╔══

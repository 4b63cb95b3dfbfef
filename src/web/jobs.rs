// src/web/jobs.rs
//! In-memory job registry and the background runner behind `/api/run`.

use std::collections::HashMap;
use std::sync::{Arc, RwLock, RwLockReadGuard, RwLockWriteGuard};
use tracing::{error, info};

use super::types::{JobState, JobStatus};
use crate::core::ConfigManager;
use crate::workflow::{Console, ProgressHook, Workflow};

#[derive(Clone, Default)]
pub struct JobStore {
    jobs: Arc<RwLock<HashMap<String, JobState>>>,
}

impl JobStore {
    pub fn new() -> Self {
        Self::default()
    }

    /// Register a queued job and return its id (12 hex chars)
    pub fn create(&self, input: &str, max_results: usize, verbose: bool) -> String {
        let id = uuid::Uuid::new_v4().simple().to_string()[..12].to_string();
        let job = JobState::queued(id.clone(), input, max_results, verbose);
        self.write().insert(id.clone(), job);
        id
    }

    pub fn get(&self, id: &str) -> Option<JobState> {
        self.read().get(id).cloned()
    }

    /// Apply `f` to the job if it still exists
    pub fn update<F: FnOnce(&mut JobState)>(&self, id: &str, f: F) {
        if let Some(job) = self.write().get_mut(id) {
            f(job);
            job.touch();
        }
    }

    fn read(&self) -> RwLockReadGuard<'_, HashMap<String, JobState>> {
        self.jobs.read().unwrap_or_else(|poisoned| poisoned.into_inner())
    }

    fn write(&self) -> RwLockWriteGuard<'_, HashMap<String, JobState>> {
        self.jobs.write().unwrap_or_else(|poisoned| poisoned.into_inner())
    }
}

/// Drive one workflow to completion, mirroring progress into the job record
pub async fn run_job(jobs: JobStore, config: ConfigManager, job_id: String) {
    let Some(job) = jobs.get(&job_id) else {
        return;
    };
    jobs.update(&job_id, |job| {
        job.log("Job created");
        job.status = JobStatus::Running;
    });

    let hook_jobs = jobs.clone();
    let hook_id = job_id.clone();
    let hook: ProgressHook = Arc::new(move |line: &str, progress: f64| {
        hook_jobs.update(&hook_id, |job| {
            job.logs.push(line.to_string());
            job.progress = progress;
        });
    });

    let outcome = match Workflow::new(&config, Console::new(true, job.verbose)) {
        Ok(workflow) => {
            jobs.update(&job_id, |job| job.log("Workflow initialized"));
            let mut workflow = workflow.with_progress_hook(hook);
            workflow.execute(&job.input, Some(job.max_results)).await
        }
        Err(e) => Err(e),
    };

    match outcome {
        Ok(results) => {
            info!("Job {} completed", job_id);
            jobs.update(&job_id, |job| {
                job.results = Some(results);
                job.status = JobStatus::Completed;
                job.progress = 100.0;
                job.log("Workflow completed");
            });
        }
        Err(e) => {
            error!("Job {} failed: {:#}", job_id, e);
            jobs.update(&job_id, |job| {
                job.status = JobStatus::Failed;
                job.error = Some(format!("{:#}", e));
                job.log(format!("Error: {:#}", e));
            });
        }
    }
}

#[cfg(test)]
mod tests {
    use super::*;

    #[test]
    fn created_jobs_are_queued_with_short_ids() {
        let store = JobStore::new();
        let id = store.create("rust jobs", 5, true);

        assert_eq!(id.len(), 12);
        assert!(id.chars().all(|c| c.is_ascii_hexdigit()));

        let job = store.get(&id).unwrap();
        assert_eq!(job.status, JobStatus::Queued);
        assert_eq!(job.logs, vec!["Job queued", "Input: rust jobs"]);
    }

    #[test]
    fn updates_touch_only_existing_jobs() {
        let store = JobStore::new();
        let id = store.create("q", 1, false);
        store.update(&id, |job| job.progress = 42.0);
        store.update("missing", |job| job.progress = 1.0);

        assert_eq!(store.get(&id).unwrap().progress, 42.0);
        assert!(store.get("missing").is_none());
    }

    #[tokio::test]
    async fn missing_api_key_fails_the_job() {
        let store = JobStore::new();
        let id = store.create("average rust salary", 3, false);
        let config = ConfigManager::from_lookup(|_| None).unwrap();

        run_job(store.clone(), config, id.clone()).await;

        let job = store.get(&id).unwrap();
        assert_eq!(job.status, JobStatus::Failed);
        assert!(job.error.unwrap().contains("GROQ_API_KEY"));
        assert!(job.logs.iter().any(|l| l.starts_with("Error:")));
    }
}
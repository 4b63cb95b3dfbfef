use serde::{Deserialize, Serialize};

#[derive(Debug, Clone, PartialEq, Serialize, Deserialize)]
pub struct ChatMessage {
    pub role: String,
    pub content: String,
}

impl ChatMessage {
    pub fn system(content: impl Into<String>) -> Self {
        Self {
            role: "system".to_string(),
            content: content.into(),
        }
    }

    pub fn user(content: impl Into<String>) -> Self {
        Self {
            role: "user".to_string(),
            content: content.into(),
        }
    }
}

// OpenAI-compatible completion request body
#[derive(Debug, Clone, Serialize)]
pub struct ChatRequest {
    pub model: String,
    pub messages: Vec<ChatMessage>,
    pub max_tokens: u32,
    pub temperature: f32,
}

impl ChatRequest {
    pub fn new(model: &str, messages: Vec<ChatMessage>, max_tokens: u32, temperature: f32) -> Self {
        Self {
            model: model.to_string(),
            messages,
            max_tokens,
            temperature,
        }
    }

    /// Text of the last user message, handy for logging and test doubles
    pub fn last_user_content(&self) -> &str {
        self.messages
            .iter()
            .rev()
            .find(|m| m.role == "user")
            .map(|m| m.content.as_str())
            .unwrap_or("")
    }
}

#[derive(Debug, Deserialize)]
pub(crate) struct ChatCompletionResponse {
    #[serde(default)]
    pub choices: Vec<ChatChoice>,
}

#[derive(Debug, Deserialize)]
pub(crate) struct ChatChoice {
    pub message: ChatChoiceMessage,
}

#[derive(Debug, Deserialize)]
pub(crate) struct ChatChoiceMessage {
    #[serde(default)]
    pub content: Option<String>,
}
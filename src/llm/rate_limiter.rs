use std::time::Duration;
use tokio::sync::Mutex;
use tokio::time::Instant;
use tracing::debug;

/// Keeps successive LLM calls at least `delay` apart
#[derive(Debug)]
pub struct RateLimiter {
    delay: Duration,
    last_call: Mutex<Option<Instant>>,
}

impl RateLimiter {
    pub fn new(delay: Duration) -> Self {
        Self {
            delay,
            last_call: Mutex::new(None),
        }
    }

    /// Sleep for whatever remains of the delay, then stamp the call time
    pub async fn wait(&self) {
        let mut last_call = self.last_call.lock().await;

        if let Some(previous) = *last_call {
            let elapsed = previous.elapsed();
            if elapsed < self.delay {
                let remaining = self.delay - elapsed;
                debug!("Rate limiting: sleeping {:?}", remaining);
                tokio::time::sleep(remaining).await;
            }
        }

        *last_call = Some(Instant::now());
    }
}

╚══

**Aim of the task:** Could you set down exactly the lines from the one containing "if let Some(previous)" through the last line of the records above, both included?

**Response for this exercise:**
        if let Some(previous) = *last_call {
            let elapsed = previous.elapsed();
            if elapsed < self.delay {
                let remaining = self.delay - elapsed;
                debug!("Rate limiting: sleeping {:?}", remaining);
                tokio::time::sleep(remaining).await;
            }
        }

        *last_call = Some(Instant::now());
    }
}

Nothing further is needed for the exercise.